- _Task to complete_
Could you set down exactly the lines that start at the one containing "if let Some(v) = self.expires_in" and end at the final line of the material below?

- _Listed records_
◇ ◇ ◇ ◇

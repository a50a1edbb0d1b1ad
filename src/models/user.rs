//! Stored identity records and their partial-update builders.
//!
//! Updates go through typed patch structs: a patch carries `Some(...)` for
//! exactly the columns a write should touch, so a login event never
//! clobbers fields it did not supply.

/// Lifecycle state of a user record. Users are never hard-deleted; the
/// status flag flips instead.
#[derive(Debug, Clone, Copy, PartialEq, Eq, sqlx::Type)]
#[repr(i16)]
pub enum UserStatus {
    Active = 1,
    Blocked = 2,
    Deleted = 3,
}

/// Canonical user record, one per IdP subject.
#[derive(Debug, Clone, sqlx::FromRow)]
pub struct User {
    /// Local numeric id (generated on insert)
    pub user_id: i64,
    /// IdP subject identifier; unique, immutable once set
    pub sub_uid: String,
    pub name: String,
    pub user_name: String,
    pub nick_name: String,
    pub picture: String,
    pub phone_number: String,
    pub phone_number_verified: bool,
    pub email: String,
    pub email_verified: bool,
    /// Last provider access token seen for this user (cached)
    pub access_token: String,
    /// Sliding expiration of the cached login, RFC3339
    pub expiration_time: String,
    pub status: UserStatus,
    pub create_time: String,
    pub update_time: String,
}

impl User {
    /// Empty record for the create path; callers fill profile fields in.
    pub fn with_sub(sub_uid: &str) -> Self {
        Self {
            user_id: 0,
            sub_uid: sub_uid.to_string(),
            name: String::new(),
            user_name: String::new(),
            nick_name: String::new(),
            picture: String::new(),
            phone_number: String::new(),
            phone_number_verified: false,
            email: String::new(),
            email_verified: false,
            access_token: String::new(),
            expiration_time: String::new(),
            status: UserStatus::Active,
            create_time: String::new(),
            update_time: String::new(),
        }
    }
}

/// Partial update for a user row.
#[derive(Debug, Clone, Default)]
pub struct UserPatch {
    pub name: Option<String>,
    pub user_name: Option<String>,
    pub nick_name: Option<String>,
    pub picture: Option<String>,
    pub phone_number: Option<String>,
    pub phone_number_verified: Option<bool>,
    pub email: Option<String>,
    pub email_verified: Option<bool>,
    pub access_token: Option<String>,
    pub expiration_time: Option<String>,
    pub status: Option<UserStatus>,
    pub update_time: Option<String>,
}

impl UserPatch {
    pub fn is_empty(&self) -> bool {
        self.name.is_none()
            && self.user_name.is_none()
            && self.nick_name.is_none()
            && self.picture.is_none()
            && self.phone_number.is_none()
            && self.phone_number_verified.is_none()
            && self.email.is_none()
            && self.email_verified.is_none()
            && self.access_token.is_none()
            && self.expiration_time.is_none()
            && self.status.is_none()
            && self.update_time.is_none()
    }

    /// Apply to an in-memory row (memory store and tests).
    pub fn apply(&self, user: &mut User) {
        if let Some(v) = &self.name {
            user.name = v.clone();
        }
        if let Some(v) = &self.user_name {
            user.user_name = v.clone();
        }
        if let Some(v) = &self.nick_name {
            user.nick_name = v.clone();
        }
        if let Some(v) = &self.picture {
            user.picture = v.clone();
        }
        if let Some(v) = &self.phone_number {
            user.phone_number = v.clone();
        }
        if let Some(v) = self.phone_number_verified {
            user.phone_number_verified = v;
        }
        if let Some(v) = &self.email {
            user.email = v.clone();
        }
        if let Some(v) = self.email_verified {
            user.email_verified = v;
        }
        if let Some(v) = &self.access_token {
            user.access_token = v.clone();
        }
        if let Some(v) = &self.expiration_time {
            user.expiration_time = v.clone();
        }
        if let Some(v) = self.status {
            user.status = v;
        }
        if let Some(v) = &self.update_time {
            user.update_time = v.clone();
        }
    }
}

/// Extended profile row, one per federated (or derived) identity.
#[derive(Debug, Clone, Default, sqlx::FromRow)]
pub struct UserDetail {
    /// Local numeric id (generated on insert)
    pub user_detail_id: i64,
    /// Owning user
    pub user_id: i64,
    /// Federated identity id from the IdP, or a derived hash of
    /// phone/email when the IdP reports none. Unique.
    pub identity_id: String,
    pub openid: String,
    pub provider: String,
    pub ext_idp_id: String,
    pub user_id_in_idp: String,
    pub user_name: String,
    pub nick_name: String,
    pub photo: String,
    pub company: String,
    pub city: String,
    pub email: String,
    pub gender: String,
    pub birthdate: String,
    pub locale: String,
    pub zoneinfo: String,
    pub website: String,
    pub profile_url: String,
    pub preferred_username: String,
    pub given_name: String,
    pub middle_name: String,
    pub family_name: String,
    pub formatted: String,
    pub street_address: String,
    pub locality: String,
    pub region: String,
    pub postal_code: String,
    pub country: String,
    /// `updated_at` as reported by the IdP
    pub idp_updated_at: String,
    pub create_time: String,
    pub update_time: String,
}

/// Partial update for a detail row. Primary key, owning user and
/// `create_time` are never part of a patch.
#[derive(Debug, Clone, Default)]
pub struct DetailPatch {
    pub openid: Option<String>,
    pub provider: Option<String>,
    pub ext_idp_id: Option<String>,
    pub user_id_in_idp: Option<String>,
    pub user_name: Option<String>,
    pub nick_name: Option<String>,
    pub photo: Option<String>,
    pub company: Option<String>,
    pub city: Option<String>,
    pub email: Option<String>,
    pub gender: Option<String>,
    pub birthdate: Option<String>,
    pub locale: Option<String>,
    pub zoneinfo: Option<String>,
    pub website: Option<String>,
    pub profile_url: Option<String>,
    pub preferred_username: Option<String>,
    pub given_name: Option<String>,
    pub middle_name: Option<String>,
    pub family_name: Option<String>,
    pub formatted: Option<String>,
    pub street_address: Option<String>,
    pub locality: Option<String>,
    pub region: Option<String>,
    pub postal_code: Option<String>,
    pub country: Option<String>,
    pub idp_updated_at: Option<String>,
    pub update_time: Option<String>,
}

impl DetailPatch {
    pub fn apply(&self, detail: &mut UserDetail) {
        macro_rules! copy {
            ($($field:ident),* $(,)?) => {
                $(if let Some(v) = &self.$field {
                    detail.$field = v.clone();
                })*
            };
        }
        copy!(
            openid,
            provider,
            ext_idp_id,
            user_id_in_idp,
            user_name,
            nick_name,
            photo,
            company,
            city,
            email,
            gender,
            birthdate,
            locale,
            zoneinfo,
            website,
            profile_url,
            preferred_username,
            given_name,
            middle_name,
            family_name,
            formatted,
            street_address,
            locality,
            region,
            postal_code,
            country,
            idp_updated_at,
            update_time,
        );
    }
}

/// Latest provider token for a user, one row per user.
#[derive(Debug, Clone, Default, sqlx::FromRow)]
pub struct TokenRecord {
    /// Local numeric id (generated on insert)
    pub id: i64,
    pub user_id: i64,
    pub access_token: String,
    pub refresh_token: String,
    pub id_token: String,
    pub token_type: String,
    pub scope: String,
    /// Provider-reported lifetime in seconds
    pub expires_in: i64,
    /// Provider-reported issuance time, Unix seconds
    pub created_at: i64,
    /// Authorization code of the most recent code exchange
    pub auth_code: String,
    pub create_time: String,
    pub update_time: String,
}

/// Partial update for a token record.
#[derive(Debug, Clone, Default)]
pub struct TokenPatch {
    pub access_token: Option<String>,
    pub refresh_token: Option<String>,
    pub id_token: Option<String>,
    pub token_type: Option<String>,
    pub scope: Option<String>,
    pub expires_in: Option<i64>,
    pub created_at: Option<i64>,
    pub auth_code: Option<String>,
    pub update_time: Option<String>,
}

impl TokenPatch {
    pub fn apply(&self, rec: &mut TokenRecord) {
        if let Some(v) = &self.access_token {
            rec.access_token = v.clone();
        }
        if let Some(v) = &self.refresh_token {
            rec.refresh_token = v.clone();
        }
        if let Some(v) = &self.id_token {
            rec.id_token = v.clone();
        }
        if let Some(v) = &self.token_type {
            rec.token_type = v.clone();
        }
        if let Some(v) = &self.scope {
            rec.scope = v.clone();
        }
        if let Some(v) = self.expires_in {
            rec.expires_in = v;
        }
        if let Some(v) = self.created_at {
            rec.created_at = v;
        }
        if let Some(v) = &self.auth_code {
            rec.auth_code = v.clone();
        }
        if let Some(v) = &self.update_time {
            rec.update_time = v.clone();
        }
    }
}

◇ ◇ ◇ ◇

- _Finished task_
        if let Some(v) = self.expires_in {
            rec.expires_in = v;
        }
        if let Some(v) = self.created_at {
            rec.created_at = v;
        }
        if let Some(v) = &self.auth_code {
            rec.auth_code = v.clone();
        }
        if let Some(v) = &self.update_time {
            rec.update_time = v.clone();
        }
    }
}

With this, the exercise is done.